Activity ▸ Filter the entries, keeping every line with the word "SearchView".

(Records from a collection)

use gloo_net::http::Request;
use modelsearch_core::{Query, SearchError, SearchResponse, SearchResult};

pub async fn search_models(endpoint: &str, query: &Query) -> Result<Vec<SearchResult>, SearchError> {
    let resp = Request::post(endpoint)
        .json(&query.to_request())
        .map_err(|e| SearchError::Http(e.to_string()))?
        .send()
        .await
        .map_err(|e| SearchError::Http(e.to_string()))?;

    let status = resp.status();
    let body = resp
        .text()
        .await
        .map_err(|e| SearchError::Http(e.to_string()))?;

    SearchResponse::parse_body(status, &body)
}
use serde::{Deserialize, Serialize};

use crate::SearchError;

const BODY_EXCERPT_CHARS: usize = 200;

/// Size tags the backend attaches to every library match.
pub const SIZE_TAGS: [&str; 10] = [
    "1b", "1.5b", "2b", "3b", "7b", "8b", "9b", "13b", "34b", "70b",
];

/// Body of `POST /api/models/search`.
#[derive(Debug, Clone, PartialEq, Eq, Serialize, Deserialize)]
pub struct SearchRequest {
    #[serde(default)]
    pub keyword: String,
}

impl SearchRequest {
    pub fn new(keyword: impl Into<String>) -> Self {
        Self {
            keyword: keyword.into(),
        }
    }
}

#[derive(Debug, Clone, Default, PartialEq, Eq, Serialize, Deserialize)]
pub struct SearchResponse {
    #[serde(default, skip_serializing_if = "Option::is_none")]
    pub models: Option<Vec<SearchResult>>,
}

impl SearchResponse {
    pub fn new(models: Vec<SearchResult>) -> Self {
        Self {
            models: Some(models),
        }
    }

    /// Results in server order; an absent list reads as empty.
    pub fn into_models(self) -> Vec<SearchResult> {
        self.models.unwrap_or_default()
    }

    /// Reads a search reply body. Any JSON object counts whatever the status,
    /// so the backend's `{"error": ...}` replies come back as no results.
    /// `Status` is kept for failed replies whose body is not JSON.
    pub fn parse_body(status: u16, body: &str) -> Result<Vec<SearchResult>, SearchError> {
        match serde_json::from_str::<SearchResponse>(body) {
            Ok(parsed) => Ok(parsed.into_models()),
            Err(_) if !(200..300).contains(&status) => Err(SearchError::Status(status)),
            Err(e) => Err(SearchError::Parse(format!(
                "{} - Body: {}",
                e,
                body_excerpt(body)
            ))),
        }
    }
}

fn body_excerpt(body: &str) -> String {
    body.chars().take(BODY_EXCERPT_CHARS).collect()
}

/// One candidate model. `name` doubles as display title and selection value.
#[derive(Debug, Clone, Default, PartialEq, Eq, Serialize, Deserialize)]
pub struct SearchResult {
    pub name: String,
    #[serde(default, skip_serializing_if = "Option::is_none")]
    pub description: Option<String>,
    #[serde(default, skip_serializing_if = "Option::is_none")]
    pub model_size: Option<String>,
    #[serde(default, skip_serializing_if = "Option::is_none")]
    pub family: Option<String>,
    #[serde(default, skip_serializing_if = "Vec::is_empty")]
    pub tags: Vec<String>,
}

impl SearchResult {
    pub fn named(name: impl Into<String>) -> Self {
        Self {
            name: name.into(),
            ..Self::default()
        }
    }

    /// A library match as the backend reports it: the name plus the standard size tags.
    pub fn library_match(name: impl Into<String>) -> Self {
        Self {
            tags: SIZE_TAGS.iter().map(|t| t.to_string()).collect(),
            ..Self::named(name)
        }
    }
}

#[derive(Debug, Clone, Copy, PartialEq, Eq, Serialize, Deserialize)]
#[serde(rename_all = "lowercase")]
pub enum ServerStatus {
    Running,
    Stopped,
}

/// Body of `GET /api/server/status`.
#[derive(Debug, Clone, PartialEq, Eq, Serialize, Deserialize)]
pub struct StatusResponse {
    pub status: ServerStatus,
}

/// Body of `GET /api/server/url`.
#[derive(Debug, Clone, PartialEq, Eq, Serialize, Deserialize)]
pub struct ServerUrlResponse {
    pub url: String,
}

#[cfg(test)]
mod tests {
    use super::*;

    #[test]
    fn test_request_body_shape() {
        let body = serde_json::to_value(SearchRequest::new("llama")).unwrap();
        assert_eq!(body, serde_json::json!({ "keyword": "llama" }));
    }

    #[test]
    fn test_absent_models_reads_as_empty() {
        let resp: SearchResponse = serde_json::from_str("{}").unwrap();
        assert!(resp.models.is_none());
        assert!(resp.into_models().is_empty());
    }

    #[test]
    fn test_optional_fields_default() {
        let resp: SearchResponse =
            serde_json::from_str(r#"{"models":[{"name":"llama3","family":"llama"}]}"#).unwrap();
        let models = resp.into_models();
        assert_eq!(models.len(), 1);
        assert_eq!(models[0].name, "llama3");
        assert_eq!(models[0].family.as_deref(), Some("llama"));
        assert!(models[0].description.is_none());
        assert!(models[0].tags.is_empty());
    }

    #[test]
    fn test_parse_body_error_reply_reads_as_empty() {
        let body = r#"{"error":"Erreur de connexion","status":"error"}"#;
        assert_eq!(SearchResponse::parse_body(500, body), Ok(Vec::new()));
    }

    #[test]
    fn test_parse_body_failed_status_without_json() {
        assert_eq!(
            SearchResponse::parse_body(502, "Bad Gateway"),
            Err(SearchError::Status(502))
        );
    }

    #[test]
    fn test_parse_body_excerpt_respects_char_boundaries() {
        let body = format!("a{}", "é".repeat(300));
        let Err(SearchError::Parse(msg)) = SearchResponse::parse_body(200, &body) else {
            panic!("expected a parse error");
        };
        assert!(msg.ends_with(&format!("a{}", "é".repeat(199))));
    }

    #[test]
    fn test_status_serializes_lowercase() {
        let body = serde_json::to_string(&StatusResponse {
            status: ServerStatus::Running,
        })
        .unwrap();
        assert_eq!(body, r#"{"status":"running"}"#);
    }

    #[test]
    fn test_library_match_carries_size_tags() {
        let result = SearchResult::library_match("qwen2");
        assert_eq!(result.tags.len(), SIZE_TAGS.len());
        assert_eq!(result.tags[0], "1b");
        let json = serde_json::to_value(&result).unwrap();
        assert!(json.get("description").is_none());
    }
}
use std::io::{self, Write};
use std::sync::{Mutex, PoisonError};

use modelsearch_client::SearchView;
use modelsearch_core::{ResultItem, SearchWidget};

/// Prints the dropdown whenever what it shows changes.
#[derive(Default)]
pub struct TerminalView {
    shown: Mutex<Option<Vec<ResultItem>>>,
}

impl TerminalView {
    pub fn new() -> Self {
        Self::default()
    }
}

impl SearchView for TerminalView {
    fn render(&self, widget: &SearchWidget) {
        let next = widget.results_visible.then(|| widget.items.clone());
        let mut shown = self.shown.lock().unwrap_or_else(PoisonError::into_inner);
        if *shown == next {
            return;
        }

        let mut stdout = io::stdout();
        match &next {
            Some(items) => {
                let _ = write!(stdout, "\n{}", format_items(items));
            }
            None if shown.is_some() => {
                let _ = writeln!(stdout, "  (results hidden)");
            }
            None => {}
        }
        let _ = write!(stdout, "> ");
        let _ = stdout.flush();
        *shown = next;
    }
}

/// Numbered listing: name, then the description and labels on one line.
pub fn format_items(items: &[ResultItem]) -> String {
    let mut out = String::new();
    for (i, item) in items.iter().enumerate() {
        out.push_str(&format!("  {:<4} {}\n", i + 1, item.name));

        let mut detail: Vec<String> = item.description.iter().cloned().collect();
        detail.extend(item.labels.iter().map(|l| format!("[{}]", l)));
        if !detail.is_empty() {
            out.push_str(&format!("       {}\n", detail.join(" ")));
        }
    }
    out
}

#[cfg(test)]
mod tests {
    use super::*;

    #[test]
    fn test_format_items() {
        let items = vec![
            ResultItem {
                name: "llama3".to_string(),
                description: Some("A model".to_string()),
                labels: vec!["8B".to_string(), "llama".to_string()],
            },
            ResultItem {
                name: "mistral".to_string(),
                description: None,
                labels: Vec::new(),
            },
        ];
        let text = format_items(&items);
        assert_eq!(
            text,
            "  1    llama3\n       A model [8B] [llama]\n  2    mistral\n"
        );
    }
}
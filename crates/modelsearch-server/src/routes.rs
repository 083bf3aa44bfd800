use std::sync::Arc;
use std::time::Duration;

use axum::body::Body;
use axum::http::{Request, Response};
use axum::routing::{get, post};
use axum::Router;
use tower_http::cors::CorsLayer;
use tower_http::trace::TraceLayer;
use tracing::info;

use crate::handlers;
use crate::state::AppState;

pub fn api_router(state: Arc<AppState>) -> Router {
    let trace_layer = TraceLayer::new_for_http()
        .make_span_with(|req: &Request<Body>| {
            tracing::info_span!(
                "request",
                method = %req.method(),
                uri = %req.uri(),
            )
        })
        .on_response(|res: &Response<Body>, latency: Duration, _span: &tracing::Span| {
            info!(
                latency = %format!("{} ms", latency.as_millis()),
                status = %res.status().as_u16(),
                "finished processing request"
            );
        });

    let api_routes = Router::new()
        .route("/models/search", post(handlers::search::search_models))
        .route("/server/url", get(handlers::server::server_url))
        .route("/server/status", get(handlers::server::server_status))
        .layer(trace_layer);

    Router::new()
        .nest("/api", api_routes)
        .route("/health", get(handlers::health))
        .layer(CorsLayer::permissive())
        .with_state(state)
}
pub mod search;
pub mod server;

pub async fn health() -> &'static str {
    "ok"
}
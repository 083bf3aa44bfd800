//! Results list rendering.
//!
//! The dropdown is described as a list of [`ResultItem`]s so that each front end
//! can build it with its own escaping-aware view layer. [`results_html`] is the
//! plain markup form used outside the browser.

use crate::SearchResult;

/// One dropdown entry: the header line and the description line beneath it.
#[derive(Debug, Clone, PartialEq, Eq)]
pub struct ResultItem {
    /// Header text, and the value written to the input on selection.
    pub name: String,
    pub description: Option<String>,
    /// Tiny labels after the description: model size first, then family.
    pub labels: Vec<String>,
}

impl From<&SearchResult> for ResultItem {
    fn from(result: &SearchResult) -> Self {
        let labels = [&result.model_size, &result.family]
            .into_iter()
            .flatten()
            .cloned()
            .collect();
        Self {
            name: result.name.clone(),
            description: result.description.clone(),
            labels,
        }
    }
}

impl ResultItem {
    fn write_html(&self, out: &mut String) {
        let name = escape_html(&self.name);
        out.push_str(&format!(
            r#"<div class="item" data-model-name="{name}"><div class="content"><div class="header">{name}</div><div class="description">"#
        ));
        if let Some(description) = &self.description {
            out.push_str(&escape_html(description));
        }
        for label in &self.labels {
            out.push_str(&format!(
                r#"<span class="ui tiny label">{}</span>"#,
                escape_html(label)
            ));
        }
        out.push_str("</div></div></div>");
    }
}

/// Markup for the dropdown. Items carry their model name in `data-model-name`
/// rather than an inline handler.
pub fn results_html(results: &[SearchResult]) -> String {
    let mut out = String::from(r#"<div class="ui relaxed divided list">"#);
    for result in results {
        ResultItem::from(result).write_html(&mut out);
    }
    out.push_str("</div>");
    out
}

/// Escapes text for use in element content and double-quoted attributes.
pub fn escape_html(text: &str) -> String {
    let mut out = String::with_capacity(text.len());
    for c in text.chars() {
        match c {
            '&' => out.push_str("&amp;"),
            '<' => out.push_str("&lt;"),
            '>' => out.push_str("&gt;"),
            '"' => out.push_str("&quot;"),
            '\'' => out.push_str("&#x27;"),
            _ => out.push(c),
        }
    }
    out
}

#[cfg(test)]
mod tests {
    use super::*;

    fn llama3() -> SearchResult {
        SearchResult {
            name: "llama3".to_string(),
            description: Some("A model".to_string()),
            model_size: Some("8B".to_string()),
            family: Some("llama".to_string()),
            tags: Vec::new(),
        }
    }

    #[test]
    fn test_item_labels_in_order() {
        let item = ResultItem::from(&llama3());
        assert_eq!(item.labels, vec!["8B".to_string(), "llama".to_string()]);
    }

    #[test]
    fn test_item_skips_missing_labels() {
        let result = SearchResult {
            family: Some("qwen".to_string()),
            ..SearchResult::named("qwen2")
        };
        let item = ResultItem::from(&result);
        assert_eq!(item.labels, vec!["qwen".to_string()]);
        assert!(item.description.is_none());
    }

    #[test]
    fn test_html_contains_all_fields() {
        let html = results_html(&[llama3()]);
        assert!(html.contains(r#"<div class="header">llama3</div>"#));
        assert!(html.contains("A model"));
        assert!(html.contains(r#"<span class="ui tiny label">8B</span>"#));
        assert!(html.contains(r#"<span class="ui tiny label">llama</span>"#));
        assert!(html.contains(r#"data-model-name="llama3""#));
    }

    #[test]
    fn test_html_escapes_server_text() {
        let result = SearchResult {
            description: Some("<script>alert(1)</script>".to_string()),
            ..SearchResult::named(r#"x" onclick="evil()"#)
        };
        let html = results_html(&[result]);
        assert!(!html.contains("<script>"));
        assert!(html.contains("&lt;script&gt;"));
        assert!(html.contains(r#"data-model-name="x&quot; onclick=&quot;evil()""#));
    }

    #[test]
    fn test_escape_html_passthrough() {
        assert_eq!(escape_html("llama3:8b"), "llama3:8b");
        assert_eq!(escape_html("a & b's"), "a &amp; b&#x27;s");
    }
}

Solution for this problem ▸
use modelsearch_client::SearchView;
impl SearchView for TerminalView {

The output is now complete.